Running on Real Hardware
Google sized these models intentionally for the hardware developers actually have.
The 31B and 26B models are optimized for workstations and servers. Unquantized bfloat16 weights fit on a single 80GB NVIDIA H100 GPU. Quantized versions run on consumer GPUs, bringing frontier-level reasoning to your local IDE and coding assistants.
The 26B MoE variant is particularly clever. It activates only 3.8 billion of its total parameters during inference, which translates to exceptionally fast tokens-per-second while maintaining quality. If latency matters to your application, this is the one to watch.
The E2B and E4B models are where things get interesting for mobile developers. These run completely offline with near-zero latency on phones, Raspberry Pi, and NVIDIA Jetson Orin Nano. Google collaborated with their Pixel team, Qualcomm Technologies, and MediaTek to optimize for real edge hardware.
Android developers can prototype agentic flows in the AICore Developer Preview today, with forward-compatibility for Gemini Nano 4. If you’re building on-device AI experiences, the runway just got a lot longer.
140+ Languages Out of the Box
Gemma 4 was natively trained on over 140 languages. This isn’t translation as an afterthought — it’s multilingual capability built into the foundation.
For developers building applications for global audiences, this removes a significant barrier. You get high-performance language capabilities without needing separate models or complex translation pipelines.
The Ecosystem Play
Day-one support covers essentially every framework that matters:
- Hugging Face (Transformers, TRL, Transformers.js, Candle)
- Ollama, llama.cpp, MLX, LM Studio
- vLLM, SGLang for production serving
- NVIDIA NIM and NeMo
- Google’s own LiteRT-LM, Keras, Vertex AI
You can download weights from Hugging Face, Kaggle, or Ollama. Fine-tuning works on Google Colab, Vertex AI, or even your gaming GPU.
For production scale, Google Cloud offers deployment through Vertex AI, Cloud Run, GKE, with TPU-accelerated serving and compliance guarantees for regulated workloads. The path from prototype to production is well-paved.
Hardware optimization spans NVIDIA infrastructure from Jetson Orin Nano to Blackwell GPUs, AMD GPUs via the ROCm stack, and Google’s Trillium and Ironwood TPUs.
What This Means for You
If you’ve been on the fence about open models versus proprietary APIs, Gemma 4 changes the calculus significantly.
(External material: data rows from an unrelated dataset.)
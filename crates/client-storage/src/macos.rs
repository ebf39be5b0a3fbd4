//! macOS Keychain implementation.

use crate::{SecureStore, StorageError, StorageResult};
use security_framework::item::{ItemClass, ItemSearchOptions, Limit, SearchResult};
use security_framework::passwords::{delete_generic_password, set_generic_password};
use tracing::debug;

/// Keychain-based secure store for macOS.
pub struct KeychainStore {
    service_name: String,
}

impl KeychainStore {
    /// Create a new Keychain store instance.
    pub fn new(service_name: &str) -> StorageResult<Self> {
        Ok(Self {
            service_name: service_name.to_string(),
        })
    }

    fn search_keychain(&self, key: &str) -> StorageResult<Option<String>> {
        let mut search = ItemSearchOptions::new();
        search
            .class(ItemClass::generic_password())
            .service(&self.service_name)
            .account(key)
            .limit(Limit::Max(1))
            .load_data(true);

        match search.search() {
            Ok(results) => {
                if let Some(SearchResult::Data(data)) = results.into_iter().next() {
                    let value = String::from_utf8(data)
                        .map_err(|e| StorageError::Encoding(e.to_string()))?;
                    return Ok(Some(value));
                }
                Ok(None)
            }
            Err(e) => {
                let error_str = e.to_string().to_lowercase();
                // "item not found" surfaces in several forms
                if error_str.contains("not found")
                    || error_str.contains("could not be found")
                    || error_str.contains("-25300")
                    || error_str.contains("errsecitemnotfound")
                {
                    Ok(None)
                } else {
                    Err(StorageError::Platform(format!(
                        "Failed to get keychain item: {}",
                        e
                    )))
                }
            }
        }
    }
}

impl SecureStore for KeychainStore {
    fn set(&self, key: &str, value: &str) -> StorageResult<()> {
        debug!(service = %self.service_name, key = %key, "Setting keychain item");

        // Delete existing item first (ignore errors if it doesn't exist)
        let _ = delete_generic_password(&self.service_name, key);

        set_generic_password(&self.service_name, key, value.as_bytes())
            .map_err(|e| StorageError::Platform(format!("Failed to set keychain item: {}", e)))?;

        Ok(())
    }

    fn get(&self, key: &str) -> StorageResult<Option<String>> {
        debug!(service = %self.service_name, key = %key, "Getting keychain item");
        self.search_keychain(key)
    }

    fn delete(&self, key: &str) -> StorageResult<bool> {
        debug!(service = %self.service_name, key = %key, "Deleting keychain item");

        match delete_generic_password(&self.service_name, key) {
            Ok(()) => Ok(true),
            Err(e) => {
                let error_str = e.to_string();
                if error_str.contains("not found") || error_str.contains("-25300") {
                    Ok(false)
                } else {
                    Err(StorageError::Platform(format!(
                        "Failed to delete keychain item: {}",
                        e
                    )))
                }
            }
        }
    }
}
//! Biometric gate error types.

use thiserror::Error;

/// Biometric gate error type.
#[derive(Error, Debug)]
pub enum BiometricError {
    /// No biometric hardware on this device
    #[error("Biometric hardware not available")]
    HardwareUnavailable,

    /// Hardware exists but nothing is enrolled
    #[error("No biometrics enrolled on this device")]
    NotEnrolled,

    /// The user cancelled or failed the interactive prompt
    #[error("Biometric authentication failed: {0}")]
    AuthenticationFailed(String),

    /// Platform-specific error
    #[error("Platform biometric error: {0}")]
    Platform(String),
}

/// Result type alias using BiometricError.
pub type BiometricResult<T> = Result<T, BiometricError>;
//! Authentication and session lifecycle for the Thrive client.
//!
//! One [`SessionLifecycleManager`] instance owns the session, the
//! onboarding flag, and the biometric fast-login credential, and projects
//! them into a single derived [`AuthStatus`] the UI observes. Three feeds
//! can write the session (cold-start restore, provider push, OAuth deep
//! link); all of them funnel through one serialized write path, so
//! last-write-wins holds on the single session slot.
//!
//! The manager talks to its collaborators only through traits:
//! [`IdentityProvider`](identity_client::IdentityProvider) for the remote
//! auth service, [`KeyValueStore`](client_storage::KeyValueStore) and
//! [`CredentialVault`](client_storage::CredentialVault) for persistence,
//! [`BiometricGate`](biometric_gate::BiometricGate) for the device prompt,
//! and [`ProfileSyncSink`](profile_sync_sink::ProfileSyncSink) for the
//! fire-and-forget web-system mirror.

mod bootstrap;
mod browser;
mod deep_link;
mod error;
mod manager;
mod native;
mod outcome;
mod status;

pub use bootstrap::build_manager;
pub use browser::{BrowserLauncher, NoInAppBrowser};
pub use deep_link::{attach_url_events, handle_launch_url, AuthRedirect};
pub use error::{LifecycleError, LifecycleResult};
pub use manager::{AuthSnapshot, SessionLifecycleManager};
pub use native::{NativeCredentials, NativeSignIn, UnsupportedNativeSignIn};
pub use outcome::AuthOutcome;
pub use status::{resolve_status, AuthStatus};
You’re getting models that compete with the best proprietary offerings, under licensing terms that work for commercial use, optimized for hardware you probably already have. The “intelligence-per-parameter” breakthrough means achieving frontier capabilities with significantly less hardware overhead.
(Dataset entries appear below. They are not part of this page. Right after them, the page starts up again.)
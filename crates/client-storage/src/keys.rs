//! Storage key constants.

/// Storage keys used by the session lifecycle
pub struct StorageKeys;

impl StorageKeys {
    /// Serialized session blob (persistent KV)
    pub const SESSION: &'static str = "session";

    /// Onboarding completion flag, "true"/"false" (persistent KV)
    pub const ONBOARDING_COMPLETE: &'static str = "onboarding-complete";

    /// Biometric fast-login enabled flag, "true"/"false" (persistent KV)
    pub const BIOMETRIC_ENABLED: &'static str = "biometric-enabled";

    /// Refresh token released by the biometric gate (secure store)
    pub const BIOMETRIC_REFRESH_TOKEN: &'static str = "biometric-refresh-token";

    /// Web-system access token, best-effort only (secure store)
    pub const WEB_SYSTEM_ACCESS_TOKEN: &'static str = "secondary-system-access-token";
}
//! Secure storage trait definitions.

use crate::StorageResult;

/// Trait for secure storage backends
pub trait SecureStore: Send + Sync {
    /// Store a value securely
    fn set(&self, key: &str, value: &str) -> StorageResult<()>;

    /// Retrieve a value
    fn get(&self, key: &str) -> StorageResult<Option<String>>;

    /// Delete a value
    fn delete(&self, key: &str) -> StorageResult<bool>;

    /// Check if a key exists
    fn has(&self, key: &str) -> StorageResult<bool> {
        Ok(self.get(key)?.is_some())
    }
}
For on-device AI specifically, the E2B and E4B models open up use cases that simply weren’t practical before. Completely offline, near-zero latency, multimodal understanding — on a phone or a Raspberry Pi.
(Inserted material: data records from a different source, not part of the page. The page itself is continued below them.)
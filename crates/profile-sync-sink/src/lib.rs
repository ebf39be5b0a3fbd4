//! Best-effort profile mirror into the web system.
//!
//! The web system is a separate backend the app opportunistically mirrors
//! profile data into after onboarding. It is never authoritative for auth
//! state: every call here is fire-and-forget from the session lifecycle's
//! point of view, and failures are logged and swallowed.

mod client;
mod error;
mod sink;

pub use client::WebSystemClient;
pub use error::{SyncError, SyncResult};
pub use sink::{ProfileSyncSink, WebProfilePayload, WebRegistration};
Google explicitly positions this as complementary to their proprietary Gemini models. You get the industry’s most powerful combination of open and proprietary tools, letting you choose the right approach for each use case.
The Gemma 4 Good Challenge on Kaggle is accepting entries for those who want to build products creating meaningful, positive change. If you’re looking for a project, that’s one place to start.
Getting Started
The fastest path to experimenting:
- Google AI Studio for the 31B and 26B MoE models
- AI Edge Gallery for E4B and E2B
- Hugging Face for model weights
- Ollama for one-line local deployment
For Android development, check out Agent Mode in Android Studio and the ML Kit GenAI Prompt API.
The models are live, the license is permissive, and the ecosystem is ready. Time to build.